Art and the environment are inseparable to these indigenous artists



According to the art historian Ernst Gombrich, there is no concept of progress in art, because the goal of the artist varies according to different civilizations. The sacred masks of our collection fulfill a very specific ritual function for the indigenous communities of Panama and Colombia : to enter into communication with the spirits. According to the beliefs of animists, these spirits could just as easily be the spirits of animals, of plants, stones or the dead.  


The artisans who make these works, therefore, play a major role in the life of the tribe ; they are the ones who weave the link between the visible and invisible world from which the nemboro gradually emerges. For if the shaman is the mediator of this story, it is up to the artist to provide the ritual instrument of the mask necessary for the ceremony.


No need for a prototype or a drawing. < The artist is his best critic. If he has a dialogue with his work, he is an artist : if he has a dialogue with the public, then he is probably an imposter> adds Ernst Gombrich. The mask becomes a manifestation of the sensibilities of the artist, born from an inner exchange, between his dreams, his beliefs, and a world filled with souls. 


The ecological work of art is a nonsense for indigenous people who live in harmony with nature from their earliest days 


The masks are burnt after every ceremony. Ethic & Tropic have converted these masks into works of art designed to last and allowing us to experience them. What would Mr Wilde, author of Dorian Gray, have seen, by gazing at them ? Their beauty? Their evocative colours of Earth ? Their meticulous craftsmanship ? Or more importantly, what we really feel just by looking at them. The richness of the landscape, the cradle of a culture endangered by modern society.


The mask in our eyes therefore is just an ecological work of art, but indigenous people consider it a sign of respect that man owes to his natural world. If they defend the concept of sustainability, it is only to protect their lands and  warn our consumerist society about our impact on their environment. 


Environmental art, the reflection of an ecological conscience


Yes, Nature is inseparable from art, whether to support or act as a model.

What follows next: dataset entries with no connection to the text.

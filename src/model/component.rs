use serde::{Deserialize, Serialize};

use crate::model::{HistoryId, Id};

/// Whether a ruleset contributes to or subtracts from the final codelist.
#[derive(Debug, Clone, Copy, PartialEq, Eq, Serialize, Deserialize)]
#[serde(rename_all = "SCREAMING_SNAKE_CASE")]
pub enum LogicalType {
    Include,
    Exclude,
}

/// How the ruleset's codes were produced.
#[derive(Debug, Clone, Copy, PartialEq, Eq, Serialize, Deserialize)]
#[serde(rename_all = "snake_case")]
pub enum SourceType {
    SearchTerm,
    QueryBuilder,
    Expression,
    SelectImport,
    FileUpload,
    ConceptRef,
}

/// Pinned reference to another concept at a specific version.
///
/// Only the id pair is stored, never an object handle; the child codelist
/// is resolved on demand, and the referenced version must pre-date the
/// parent write so reference chains cannot form cycles.
#[derive(Debug, Clone, Copy, PartialEq, Eq, Serialize, Deserialize)]
pub struct ConceptRef {
    pub concept_id: Id,
    pub concept_version_id: HistoryId,
}

/// An include-or-exclude ruleset belonging to exactly one concept.
#[derive(Debug, Clone, PartialEq, Serialize, Deserialize)]
pub struct Component {
    pub id: Id,
    pub concept_id: Id,
    pub name: String,
    pub logical_type: LogicalType,
    pub source_type: SourceType,
    #[serde(skip_serializing_if = "Option::is_none")]
    pub source: Option<String>,
    #[serde(skip_serializing_if = "Option::is_none")]
    pub concept_ref: Option<ConceptRef>,
}

impl Component {
    pub fn is_exclusion(&self) -> bool {
        self.logical_type == LogicalType::Exclude
    }
}

#[cfg(test)]
mod tests {
    use super::*;

    #[test]
    fn logical_type_wire_format() {
        assert_eq!(
            serde_json::to_string(&LogicalType::Include).unwrap(),
            "\"INCLUDE\""
        );
        let parsed: LogicalType = serde_json::from_str("\"EXCLUDE\"").unwrap();
        assert_eq!(parsed, LogicalType::Exclude);
    }

    #[test]
    fn source_type_wire_format() {
        assert_eq!(
            serde_json::to_string(&SourceType::ConceptRef).unwrap(),
            "\"concept_ref\""
        );
        let parsed: SourceType = serde_json::from_str("\"file_upload\"").unwrap();
        assert_eq!(parsed, SourceType::FileUpload);
    }
}
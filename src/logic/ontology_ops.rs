use std::collections::{BTreeSet, HashMap, VecDeque};

use crate::model::{ApiError, Id, OntologyNode};
use crate::store::traits::OntologyStore;

/// Root nodes of an ontology category.
pub async fn roots_of_type<S: OntologyStore + ?Sized>(
    store: &S,
    type_id: Id,
) -> Result<Vec<OntologyNode>, ApiError> {
    let nodes = store.list_ontology_nodes(type_id).await?;
    Ok(nodes.into_iter().filter(|n| n.is_root()).collect())
}

/// Transitive closure downward from `node_id`, excluding the node itself.
/// The graph is a DAG so a visited set suffices to terminate.
pub async fn descendant_ids<S: OntologyStore + ?Sized>(
    store: &S,
    node_id: Id,
) -> Result<BTreeSet<Id>, ApiError> {
    walk(store, node_id, |n| n.children.clone()).await
}

/// Transitive closure upward from `node_id`, excluding the node itself.
pub async fn ancestor_ids<S: OntologyStore + ?Sized>(
    store: &S,
    node_id: Id,
) -> Result<BTreeSet<Id>, ApiError> {
    walk(store, node_id, |n| n.parents.clone()).await
}

/// The roots reachable upward from `node_id` (the node itself when it is a
/// root).
pub async fn roots_of<S: OntologyStore + ?Sized>(
    store: &S,
    node_id: Id,
) -> Result<Vec<OntologyNode>, ApiError> {
    let Some(start) = store.get_ontology_node(node_id).await? else {
        return Err(ApiError::NotFound);
    };
    if start.is_root() {
        return Ok(vec![start]);
    }
    let mut roots = Vec::new();
    for id in ancestor_ids(store, node_id).await? {
        if let Some(node) = store.get_ontology_node(id).await? {
            if node.is_root() {
                roots.push(node);
            }
        }
    }
    Ok(roots)
}

/// Expand a set of node ids to include every descendant. Used by the
/// search engine's `descendants` filter modifier.
pub async fn expand_with_descendants<S: OntologyStore + ?Sized>(
    store: &S,
    ids: &[Id],
) -> Result<BTreeSet<Id>, ApiError> {
    let mut expanded: BTreeSet<Id> = ids.iter().copied().collect();
    for &id in ids {
        expanded.extend(descendant_ids(store, id).await?);
    }
    Ok(expanded)
}

async fn walk<S, F>(store: &S, start: Id, next: F) -> Result<BTreeSet<Id>, ApiError>
where
    S: OntologyStore + ?Sized,
    F: Fn(&OntologyNode) -> Vec<Id>,
{
    let mut seen: BTreeSet<Id> = BTreeSet::new();
    let mut cache: HashMap<Id, Option<OntologyNode>> = HashMap::new();
    let mut queue: VecDeque<Id> = VecDeque::new();
    queue.push_back(start);

    while let Some(id) = queue.pop_front() {
        let node = match cache.get(&id) {
            Some(cached) => cached.clone(),
            None => {
                let fetched = store.get_ontology_node(id).await?;
                cache.insert(id, fetched.clone());
                fetched
            }
        };
        let Some(node) = node else { continue };
        for link in next(&node) {
            if link != start && seen.insert(link) {
                queue.push_back(link);
            }
        }
    }
    Ok(seen)
}

#[cfg(test)]
mod tests {
    use super::*;
    use crate::store::memory::MemoryStore;

    async fn seed_tree(store: &MemoryStore) {
        // 1 -> {2, 3}, 2 -> {4}, 3 -> {4}  (diamond)
        let mut n1 = OntologyNode::new(1, 1, "cardiology");
        n1.children = vec![2, 3];
        let mut n2 = OntologyNode::new(2, 1, "hypertension");
        n2.parents = vec![1];
        n2.children = vec![4];
        let mut n3 = OntologyNode::new(3, 1, "heart failure");
        n3.parents = vec![1];
        n3.children = vec![4];
        let mut n4 = OntologyNode::new(4, 1, "secondary hypertension");
        n4.parents = vec![2, 3];
        for node in [n1, n2, n3, n4] {
            store.upsert_ontology_node(node).await.unwrap();
        }
    }

    #[tokio::test]
    async fn descendants_cover_the_diamond_once() {
        let store = MemoryStore::new();
        seed_tree(&store).await;
        let ids = descendant_ids(&store, 1).await.unwrap();
        assert_eq!(ids.into_iter().collect::<Vec<_>>(), vec![2, 3, 4]);
    }

    #[tokio::test]
    async fn ancestors_and_roots() {
        let store = MemoryStore::new();
        seed_tree(&store).await;
        let ids = ancestor_ids(&store, 4).await.unwrap();
        assert_eq!(ids.into_iter().collect::<Vec<_>>(), vec![1, 2, 3]);

        let roots = roots_of(&store, 4).await.unwrap();
        assert_eq!(roots.len(), 1);
        assert_eq!(roots[0].id, 1);
    }

    #[tokio::test]
    async fn expansion_keeps_the_seed_ids() {
        let store = MemoryStore::new();
        seed_tree(&store).await;
        let ids = expand_with_descendants(&store, &[2]).await.unwrap();
        assert_eq!(ids.into_iter().collect::<Vec<_>>(), vec![2, 4]);
    }

    #[tokio::test]
    async fn roots_of_type_excludes_children() {
        let store = MemoryStore::new();
        seed_tree(&store).await;
        let roots = roots_of_type(&store, 1).await.unwrap();
        assert_eq!(roots.len(), 1);
        assert_eq!(roots[0].name, "cardiology");
    }
}
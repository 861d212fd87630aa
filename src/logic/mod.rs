pub mod codelist;
pub mod entity_filter;
pub mod field_types;
pub mod ontology_ops;
pub mod permissions;
pub mod publish;
pub mod template_schema;
pub mod write_path;

pub use codelist::CodelistDeriver;
pub use entity_filter::{
    search_concepts, search_entities, ConceptSearchRequest, EntitySearchRequest, OrderBy,
    SearchPage,
};
#[tokio::test]
async fn brand_scoping_hides_listings_but_not_published_fetches() {
    let (store, template) = store_with_template().await;
    store
        .upsert_brand(phenotype_library::model::Brand::new(1, "adp", "ADP"))
        .await
        .unwrap();
    store
        .upsert_brand(phenotype_library::model::Brand::new(2, "other", "Other"))
        .await
        .unwrap();

    let owner = RequestContext::new(UserContext::user("alice"), None);
    let saved = submit_entity(
        &store,
        &owner,
        phenotype_payload(&template, &[("I10", "Essential hypertension")]),
    )
    .await
    .unwrap();

    // Tag the entity with brand 1 only.
    let mut entity = store.get_entity(&saved.public_id).await.unwrap().unwrap();
    entity.brands = vec![1];
    let latest = store.update_entity(entity).await.unwrap();

    let brand2 = store.get_brand(2).await.unwrap();
    let other_brand_ctx = RequestContext::new(UserContext::user("alice"), brand2.clone());

    let page = search_entities(&store, &other_brand_ctx, &EntitySearchRequest::default())
        .await
        .unwrap();
    assert!(page.results.is_empty());

    // Once approved, the version is fetchable by id from any brand.
    let moderator = RequestContext::new(UserContext::moderator("mod"), None);
    publish::submit_for_publication(&store, &owner, &saved.public_id, latest)
        .await
        .unwrap();
    publish::approve(&store, &moderator, &saved.public_id, latest)
        .await
        .unwrap();

    let version = store
        .get_entity_version(&saved.public_id, latest)
        .await
        .unwrap()
        .unwrap();
    assert!(can_user_view_version(
        &UserContext::anonymous(),
        &version.row,
        Some(ApprovalStatus::Approved),
        brand2.as_ref(),
    ));
}

#[tokio::test]
async fn deleted_child_blocks_publication() {
    let (store, template) = store_with_template().await;
    let owner = RequestContext::new(UserContext::user("alice"), None);

    let saved = submit_entity(
        &store,
        &owner,
        phenotype_payload(&template, &[("I10", "Essential hypertension")]),
    )
    .await
    .unwrap();
    let entity = store.get_entity(&saved.public_id).await.unwrap().unwrap();
    let (concept_id, _) = entity.concept_references()[0];

    store.delete_concept(concept_id, "alice").await.unwrap();

    let result =
        publish::submit_for_publication(&store, &owner, &saved.public_id, saved.history_id).await;
    let Err(ApiError::PublicationBlocked(blockers)) = result else {
        panic!("expected a blocked publication");
    };
    assert!(blockers
        .iter()
        .any(|b| b.reason == format!("Child concept({}) is deleted", concept_id)));

    // No record was written, the approval state did not advance.
    assert!(store
        .latest_publication_record(&saved.public_id, saved.history_id)
        .await
        .unwrap()
        .is_none());
}

#[tokio::test]
async fn referencing_an_unpublished_foreign_concept_blocks_publication() {
    let (store, template) = store_with_template().await;
    let bob = RequestContext::new(UserContext::user("bob"), None);
    let alice = RequestContext::new(UserContext::user("alice"), None);
    let moderator = RequestContext::new(UserContext::moderator("mod"), None);

    // Bob's phenotype owns a concept; a second version opens it up for
    // world viewing so Alice can reference it.
    let bobs = submit_entity(
        &store,
        &bob,
        phenotype_payload(&template, &[("J45", "Asthma")]),
    )
    .await
    .unwrap();
    let bob_entity = store.get_entity(&bobs.public_id).await.unwrap().unwrap();
    let (child_id, _) = bob_entity.concept_references()[0];
    let mut save = concept_save(
        "Asthma codes",
        vec![ruleset(
            "include",
            LogicalType::Include,
            &["J45"],
            None,
            vec![None],
        )],
        Some(child_id),
    );
    save.owner_id = "bob".to_string();
    save.world_access = AccessLevel::View;
    save.phenotype_owner_id = Some(bobs.public_id.clone());
    let (_, child_version) = store.save_concept_tree(save, "bob").await.unwrap();

    // The child is viewable but has never been published.
    let saved = submit_entity(
        &store,
        &alice,
        reference_payload(&template, child_id, child_version),
    )
    .await
    .unwrap();
    let result =
        publish::submit_for_publication(&store, &alice, &saved.public_id, saved.history_id).await;
    let Err(ApiError::PublicationBlocked(blockers)) = result else {
        panic!("expected a blocked publication");
    };
    assert!(blockers
        .iter()
        .any(|b| b.reason == format!("Child concept({}) is not published", child_id)));
    assert!(store
        .latest_publication_record(&saved.public_id, saved.history_id)
        .await
        .unwrap()
        .is_none());

    // Approving Bob's owning phenotype publishes the child, unblocking
    // Alice's reference.
    publish::submit_for_publication(&store, &bob, &bobs.public_id, bobs.history_id)
        .await
        .unwrap();
    publish::approve(&store, &moderator, &bobs.public_id, bobs.history_id)
        .await
        .unwrap();
    let record =
        publish::submit_for_publication(&store, &alice, &saved.public_id, saved.history_id)
            .await
            .unwrap();
    assert_eq!(record.approval_status, ApprovalStatus::Requested);
}

#[tokio::test]
async fn public_ids_round_trip_and_reject_garbage() {
    for raw in ["PH1", "PH123", "C9000"] {
        assert_eq!(PublicId::parse(raw).unwrap().to_string(), raw);
    }
    assert!(matches!(
        PublicId::parse("nonsense"),
        Err(ApiError::MalformedId(_))
    ));
}

#[tokio::test]
async fn collections_enrich_search_through_seeded_taxonomy() {
    let store = MemoryStore::new();
    phenotype_library::seed::load_seed_data(&store).await.unwrap();

    let tags = store.list_tags(None).await.unwrap();
    assert!(tags
        .iter()
        .any(|t| t.tag_type == phenotype_library::model::TagType::Collection));

    let template = store.get_template(1).await.unwrap().unwrap();
    assert_eq!(template.entity_class_id, Some(1));

    // The seeded template version is content-derived and stable.
    let again = store.get_template_version(1, template.template_version).await.unwrap();
    assert!(again.is_some());
}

It can be beautiful, regular and enlightened for the classicists ; grandiose and wild for the romantics ; intimate and sensitive for the impressionists. But by the end of the twentieth century and after the development of capitalism, a new movement formed where nature and art are no longer the reflection of the human condition, but rather it’s central subject. 


While they have been exploited, transformed, and threatened, they have also inspired new movements such as Land Art, Reclamation Art or Recycled Art. Environmental art has become one of the main focuses of political issues in the XXIst century. In this context, indigenous art, long stigmatized by a eurocentric conception of art, seems today more than ever to echo the concerns of climate change. 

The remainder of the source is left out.